Nova variante preocupa Europa
Apesar do bom prenúncio de as campanhas de vacinação estarem agora prestes avançar, também em Portugal, o ano termina com uma nova variante do SARS-CoV-2 a lançar o alerta na Europa. Foi identificada no Reino Unido este mês e associada a um rápido aumento de casos na zona de Londres e Kent. Tem uma mutação na proteína spike, a peça que liga o vírus às receptores das células dos hospedeiros e que é considerada mais sensível entre os investigadores que estudam a evolução do vírus. Ainda não se sabe se é a causa para o aumento de casos ou se interfere com as vacinas.
Durante a semana, em entrevista ao i, o responsável da unidade do Instituto Ricardo Jorge que acompanha a diversidade genética do coronavírus adiantou que estão a concluir a análise de 400 vírus que circularam nesta segunda vaga, o que permitirá perceber quais as variantes mais comuns no país e se esta variante inglesa surge em alguns dos casos desta amostra.

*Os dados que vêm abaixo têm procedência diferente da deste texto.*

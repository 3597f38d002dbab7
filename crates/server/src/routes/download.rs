//! Download job submission.

use std::sync::Arc;

use axum::extract::{Query, State};
use axum::routing::get;
use axum::{Json, Router};
use serde::{Deserialize, Serialize};

use fetchtube_core::{is_valid_video_id, MediaError, MediaFormat, Resolution};

use super::required;
use crate::error::{ApiError, ApiResult};
use crate::fetcher::DownloadRequest;
use crate::state::AppState;

#[derive(Debug, Deserialize)]
pub struct DownloadQuery {
    pub id: Option<String>,
    pub format: Option<String>,
    pub resolution: Option<String>,
}

#[derive(Debug, Serialize)]
#[cfg_attr(test, derive(Deserialize))]
pub struct DownloadStarted {
    pub status: String,
    pub id: String,
}

/// GET|POST /api/download - start a background download.
///
/// Progress is reported on `/api/progress?id=<id>`; failures after this
/// point only show up there as an `error` snapshot.
pub async fn start_download(
    State(state): State<Arc<AppState>>,
    Query(query): Query<DownloadQuery>,
) -> ApiResult<Json<DownloadStarted>> {
    let id = required(query.id, "id")?;
    let format: MediaFormat = required(query.format, "format")?.parse()?;
    if !is_valid_video_id(&id) {
        return Err(MediaError::InvalidId(id).into());
    }
    let request = DownloadRequest {
        id: id.clone(),
        format,
        resolution: Resolution::parse(query.resolution.as_deref()),
    };

    if state.downloads.start(request).is_none() {
        return Err(ApiError::Conflict(format!(
            "A download for {id} is already running"
        )));
    }

    Ok(Json(DownloadStarted {
        status: "started".to_string(),
        id,
    }))
}

pub fn router() -> Router<Arc<AppState>> {
    Router::new().route("/download", get(start_download).post(start_download))
}
// crates/core/src/types.rs
use serde::{Deserialize, Serialize};

/// Opaque, caller-supplied job identifier. For downloads this is the video id.
pub type JobId = String;

/// Lifecycle of a background job.
///
/// `Pending` is implicit until the first update. `Complete` and `Error` are
/// terminal: nothing follows them.
#[derive(Debug, Clone, Copy, PartialEq, Eq, Hash, Serialize, Deserialize)]
#[serde(rename_all = "lowercase")]
pub enum JobStatus {
    Pending,
    Downloading,
    Complete,
    Error,
}

impl JobStatus {
    pub fn is_terminal(self) -> bool {
        matches!(self, JobStatus::Complete | JobStatus::Error)
    }

    pub fn as_str(self) -> &'static str {
        match self {
            JobStatus::Pending => "pending",
            JobStatus::Downloading => "downloading",
            JobStatus::Complete => "complete",
            JobStatus::Error => "error",
        }
    }
}

impl std::fmt::Display for JobStatus {
    fn fmt(&self, f: &mut std::fmt::Formatter<'_>) -> std::fmt::Result {
        f.write_str(self.as_str())
    }
}

/// State of one job at one point in time.
///
/// Serialized flat as `{"id","progress","status","filePath"?}`; this is the
/// payload of every progress event sent to browsers.
#[derive(Debug, Clone, PartialEq, Serialize, Deserialize)]
#[serde(rename_all = "camelCase")]
pub struct ProgressSnapshot {
    pub id: JobId,
    pub progress: f64,
    pub status: JobStatus,
    #[serde(default, skip_serializing_if = "Option::is_none")]
    pub file_path: Option<String>,
}

impl ProgressSnapshot {
    pub fn new(
        id: impl Into<JobId>,
        progress: f64,
        status: JobStatus,
        file_path: Option<String>,
    ) -> Self {
        Self {
            id: id.into(),
            progress,
            status,
            file_path,
        }
    }

    pub fn downloading(id: impl Into<JobId>, progress: f64) -> Self {
        Self::new(id, progress, JobStatus::Downloading, None)
    }

    /// Terminal success. The locator is the public path of the result file.
    pub fn complete(id: impl Into<JobId>, file_path: impl Into<String>) -> Self {
        Self::new(id, 100.0, JobStatus::Complete, Some(file_path.into()))
    }

    pub fn error(id: impl Into<JobId>) -> Self {
        Self::new(id, 0.0, JobStatus::Error, None)
    }

    pub fn is_terminal(&self) -> bool {
        self.status.is_terminal()
    }
}

/// Metadata reported by the fetch tool for a single video.
#[derive(Debug, Clone, PartialEq, Eq, Serialize, Deserialize)]
pub struct VideoInfo {
    pub id: String,
    pub title: String,
    pub thumbnail: String,
    pub duration: u64,
    pub author: String,
}
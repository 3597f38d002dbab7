//! Integration tests for the `/api/progress` SSE stream.
//!
//! A scripted `MediaBackend` stands in for `yt-dlp`: each test drives a
//! download through `/api/download` (or publishes directly) and reads the
//! SSE body to verify what an observer sees.

use std::sync::Arc;
use std::time::Duration;

use async_trait::async_trait;
use axum::body::Body;
use axum::http::{Request, StatusCode};
use axum::Router;
use futures_util::StreamExt;
use tokio::sync::{mpsc, Notify};
use tower::ServiceExt;

use fetchtube_core::{JobStatus, MediaLayout, VideoInfo};
use fetchtube_server::{create_app, AppState, DownloadRequest, FetchError, MediaBackend};
use fetchtube_server_jobs::DeliveryConfig;

const VIDEO_ID: &str = "dQw4w9WgXcQ";

/// Waits for `go`, reports `steps`, then finishes.
struct ScriptedBackend {
    layout: MediaLayout,
    steps: Vec<f64>,
    fail: bool,
    go: Arc<Notify>,
}

#[async_trait]
impl MediaBackend for ScriptedBackend {
    async fn video_info(&self, _id: &str, _url: &str) -> Result<VideoInfo, FetchError> {
        unreachable!("not used by progress tests")
    }

    async fn preview(&self, _id: &str) -> Result<String, FetchError> {
        unreachable!("not used by progress tests")
    }

    async fn download(
        &self,
        request: &DownloadRequest,
        progress: mpsc::Sender<f64>,
    ) -> Result<String, FetchError> {
        self.go.notified().await;
        for pct in &self.steps {
            let _ = progress.send(*pct).await;
        }
        if self.fail {
            return Err(FetchError::Failed {
                tool: "yt-dlp".into(),
                status: "exit status: 1".into(),
                stderr: "ERROR: Video unavailable".into(),
            });
        }
        Ok(self.layout.locator(&request.id, request.format)?)
    }
}

struct Harness {
    state: Arc<AppState>,
    go: Arc<Notify>,
    _dir: tempfile::TempDir,
}

fn harness(steps: Vec<f64>, fail: bool, delivery: DeliveryConfig) -> Harness {
    let dir = tempfile::tempdir().expect("temp media dir");
    let layout = MediaLayout::new(dir.path());
    let go = Arc::new(Notify::new());
    let backend = Arc::new(ScriptedBackend {
        layout: layout.clone(),
        steps,
        fail,
        go: go.clone(),
    });
    Harness {
        state: AppState::new(layout, backend, delivery),
        go,
        _dir: dir,
    }
}

impl Harness {
    fn app(&self) -> Router {
        create_app(self.state.clone())
    }

    async fn open_stream(&self, id: &str) -> Body {
        let response = self
            .app()
            .oneshot(
                Request::builder()
                    .uri(format!("/api/progress?id={id}"))
                    .body(Body::empty())
                    .unwrap(),
            )
            .await
            .unwrap();
        assert_eq!(response.status(), StatusCode::OK);
        // The session attaches on its own task; wait until it has.
        wait_until(|| self.state.registry.subscriber_count(id) > 0).await;
        response.into_body()
    }

    async fn start_download(&self, query: &str) -> StatusCode {
        let response = self
            .app()
            .oneshot(
                Request::builder()
                    .method("POST")
                    .uri(format!("/api/download?{query}"))
                    .body(Body::empty())
                    .unwrap(),
            )
            .await
            .unwrap();
        response.status()
    }
}

async fn wait_until(mut condition: impl FnMut() -> bool) {
    tokio::time::timeout(Duration::from_secs(5), async {
        while !condition() {
            tokio::time::sleep(Duration::from_millis(2)).await;
        }
    })
    .await
    .expect("condition not reached in time");
}

async fn read_to_end(body: Body) -> String {
    let bytes = tokio::time::timeout(Duration::from_secs(5), axum::body::to_bytes(body, usize::MAX))
        .await
        .expect("stream did not end")
        .unwrap();
    String::from_utf8(bytes.to_vec()).unwrap()
}

/// Parse an SSE body into its `data:` payloads and the number of comment
/// (heartbeat) lines.
fn parse_sse_body(body: &str) -> (Vec<serde_json::Value>, usize) {
    let mut events = Vec::new();
    let mut comments = 0;
    let mut current_data = String::new();

    for line in body.lines() {
        if let Some(data) = line.strip_prefix("data:") {
            current_data.push_str(data.trim());
        } else if line.starts_with(':') {
            comments += 1;
        } else if line.is_empty() && !current_data.is_empty() {
            if let Ok(json) = serde_json::from_str::<serde_json::Value>(&current_data) {
                events.push(json);
            }
            current_data.clear();
        }
    }

    // Handle final event (SSE body may not have trailing blank line)
    if !current_data.is_empty() {
        if let Ok(json) = serde_json::from_str::<serde_json::Value>(&current_data) {
            events.push(json);
        }
    }

    (events, comments)
}

// =============================================================================
// Tests
// =============================================================================

#[tokio::test]
async fn test_observer_sees_download_from_start_to_complete() {
    let h = harness(vec![50.0], false, DeliveryConfig::default());
    let body = h.open_stream(VIDEO_ID).await;

    let status = h
        .start_download(&format!("id={VIDEO_ID}&format=mp4&resolution=720p"))
        .await;
    assert_eq!(status, StatusCode::OK);
    // The 5% publish happens before the backend is released.
    wait_until(|| h.state.store.get(VIDEO_ID).is_some_and(|s| s.progress == 5.0)).await;
    h.go.notify_one();

    let (events, _) = parse_sse_body(&read_to_end(body).await);
    let summary: Vec<(f64, String)> = events
        .iter()
        .map(|e| {
            (
                e["progress"].as_f64().unwrap(),
                e["status"].as_str().unwrap().to_string(),
            )
        })
        .collect();
    assert_eq!(
        summary,
        vec![
            (5.0, "downloading".to_string()),
            (50.0, "downloading".to_string()),
            (100.0, "complete".to_string()),
        ]
    );
    assert_eq!(events[2]["filePath"], format!("/media/{VIDEO_ID}.mp4"));
    assert!(events[0].get("filePath").is_none());

    wait_until(|| h.state.registry.job_count() == 0).await;
}

#[tokio::test]
async fn test_failed_download_ends_stream_with_error() {
    let h = harness(vec![12.5], true, DeliveryConfig::default());
    let body = h.open_stream(VIDEO_ID).await;

    assert_eq!(
        h.start_download(&format!("id={VIDEO_ID}&format=mp3")).await,
        StatusCode::OK
    );
    wait_until(|| h.state.store.get(VIDEO_ID).is_some_and(|s| s.progress == 5.0)).await;
    h.go.notify_one();

    let (events, _) = parse_sse_body(&read_to_end(body).await);
    let last = events.last().expect("at least one event");
    assert_eq!(last["status"], "error");
    assert_eq!(last["progress"], 0.0);
    assert_eq!(
        h.state.store.get(VIDEO_ID).map(|s| s.status),
        Some(JobStatus::Error)
    );
}

#[tokio::test]
async fn test_late_observer_starts_from_latest_snapshot() {
    let h = harness(vec![], false, DeliveryConfig::default());
    let publisher = &h.state.publisher;
    publisher.publish("J1", 5.0, JobStatus::Downloading, None).await;
    publisher.publish("J1", 42.0, JobStatus::Downloading, None).await;

    let body = h.open_stream("J1").await;
    publisher.publish("J1", 80.0, JobStatus::Downloading, None).await;
    publisher
        .publish("J1", 100.0, JobStatus::Complete, Some("/media/J1.mp4".into()))
        .await;

    let (events, _) = parse_sse_body(&read_to_end(body).await);
    let progress: Vec<f64> = events.iter().map(|e| e["progress"].as_f64().unwrap()).collect();
    assert_eq!(progress, vec![42.0, 80.0, 100.0]);
}

#[tokio::test]
async fn test_idle_stream_gets_keepalive_and_detaches_on_disconnect() {
    let delivery = DeliveryConfig {
        heartbeat_interval: Duration::from_millis(20),
        ..DeliveryConfig::default()
    };
    let h = harness(vec![], false, delivery);
    let body = h.open_stream("J2").await;

    let mut frames = body.into_data_stream();
    let first = tokio::time::timeout(Duration::from_secs(5), frames.next())
        .await
        .expect("no heartbeat within timeout")
        .expect("stream ended early")
        .unwrap();
    let text = String::from_utf8(first.to_vec()).unwrap();
    let (events, comments) = parse_sse_body(&text);
    assert!(events.is_empty(), "unexpected data for unknown job: {text}");
    assert_eq!(comments, 1);
    assert!(text.contains("keepalive"));

    // Client goes away.
    drop(frames);
    wait_until(|| h.state.registry.job_count() == 0).await;
    let stats = h.state.registry.stats();
    assert_eq!(stats.attached, 1);
    assert_eq!(stats.detached, 1);
}

#[tokio::test]
async fn test_two_observers_each_get_the_full_sequence() {
    let h = harness(vec![30.0, 60.0, 90.0], false, DeliveryConfig::default());
    let first = h.open_stream(VIDEO_ID).await;
    let second = h.open_stream(VIDEO_ID).await;
    wait_until(|| h.state.registry.subscriber_count(VIDEO_ID) == 2).await;

    assert_eq!(
        h.start_download(&format!("id={VIDEO_ID}&format=mp4")).await,
        StatusCode::OK
    );
    wait_until(|| h.state.store.get(VIDEO_ID).is_some_and(|s| s.progress == 5.0)).await;
    h.go.notify_one();

    let (a, b) = tokio::join!(read_to_end(first), read_to_end(second));
    let (a, _) = parse_sse_body(&a);
    let (b, _) = parse_sse_body(&b);
    assert_eq!(a, b);
    assert_eq!(a.len(), 5);
    assert_eq!(a.iter().filter(|e| e["status"] == "complete").count(), 1);
}

#[tokio::test]
async fn test_duplicate_download_conflicts_until_finished() {
    let h = harness(vec![], false, DeliveryConfig::default());
    let query = format!("id={VIDEO_ID}&format=mp4");

    assert_eq!(h.start_download(&query).await, StatusCode::OK);
    assert_eq!(h.start_download(&query).await, StatusCode::CONFLICT);

    wait_until(|| h.state.store.get(VIDEO_ID).is_some_and(|s| s.progress == 5.0)).await;
    h.go.notify_one();
    wait_until(|| !h.state.store.is_running(VIDEO_ID)).await;

    assert_eq!(h.start_download(&query).await, StatusCode::OK);
}

#[test]
fn test_parse_sse_body_handles_comments_and_missing_trailer() {
    let body = ": keepalive\n\ndata: {\"id\":\"a\",\"progress\":5.0,\"status\":\"downloading\"}\n\ndata: {\"id\":\"a\",\"progress\":100.0,\"status\":\"complete\"}";
    let (events, comments) = parse_sse_body(body);
    assert_eq!(comments, 1);
    assert_eq!(events.len(), 2);
    assert_eq!(events[1]["status"], "complete");
}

João Paulo Gomes admitiu ao i que, dadas as mutações presentes, justificar-se-ia maior vigilância de quem chega do Reino Unido para detetar precocemente uma introdução. Medidas que só deverão avançar se houver uma decisão a nível europeu. O Centro Europeu de Prevenção e Controlo de Doenças confirmou ao Nascer do SOL que está a monitorizar a situação de perto com o Reino Unido e outros Estados, não adiantando se há reporte noutros países. «Estamos a trabalhar um Avaliação Rápida de Ameaça, que será publicada no início da próxima semana», indicou a autoridade europeia de sáude pública. Este tipo de avaliação foi feito no início da epidemia e quando foram detetados os primeiros casos de reinfeção.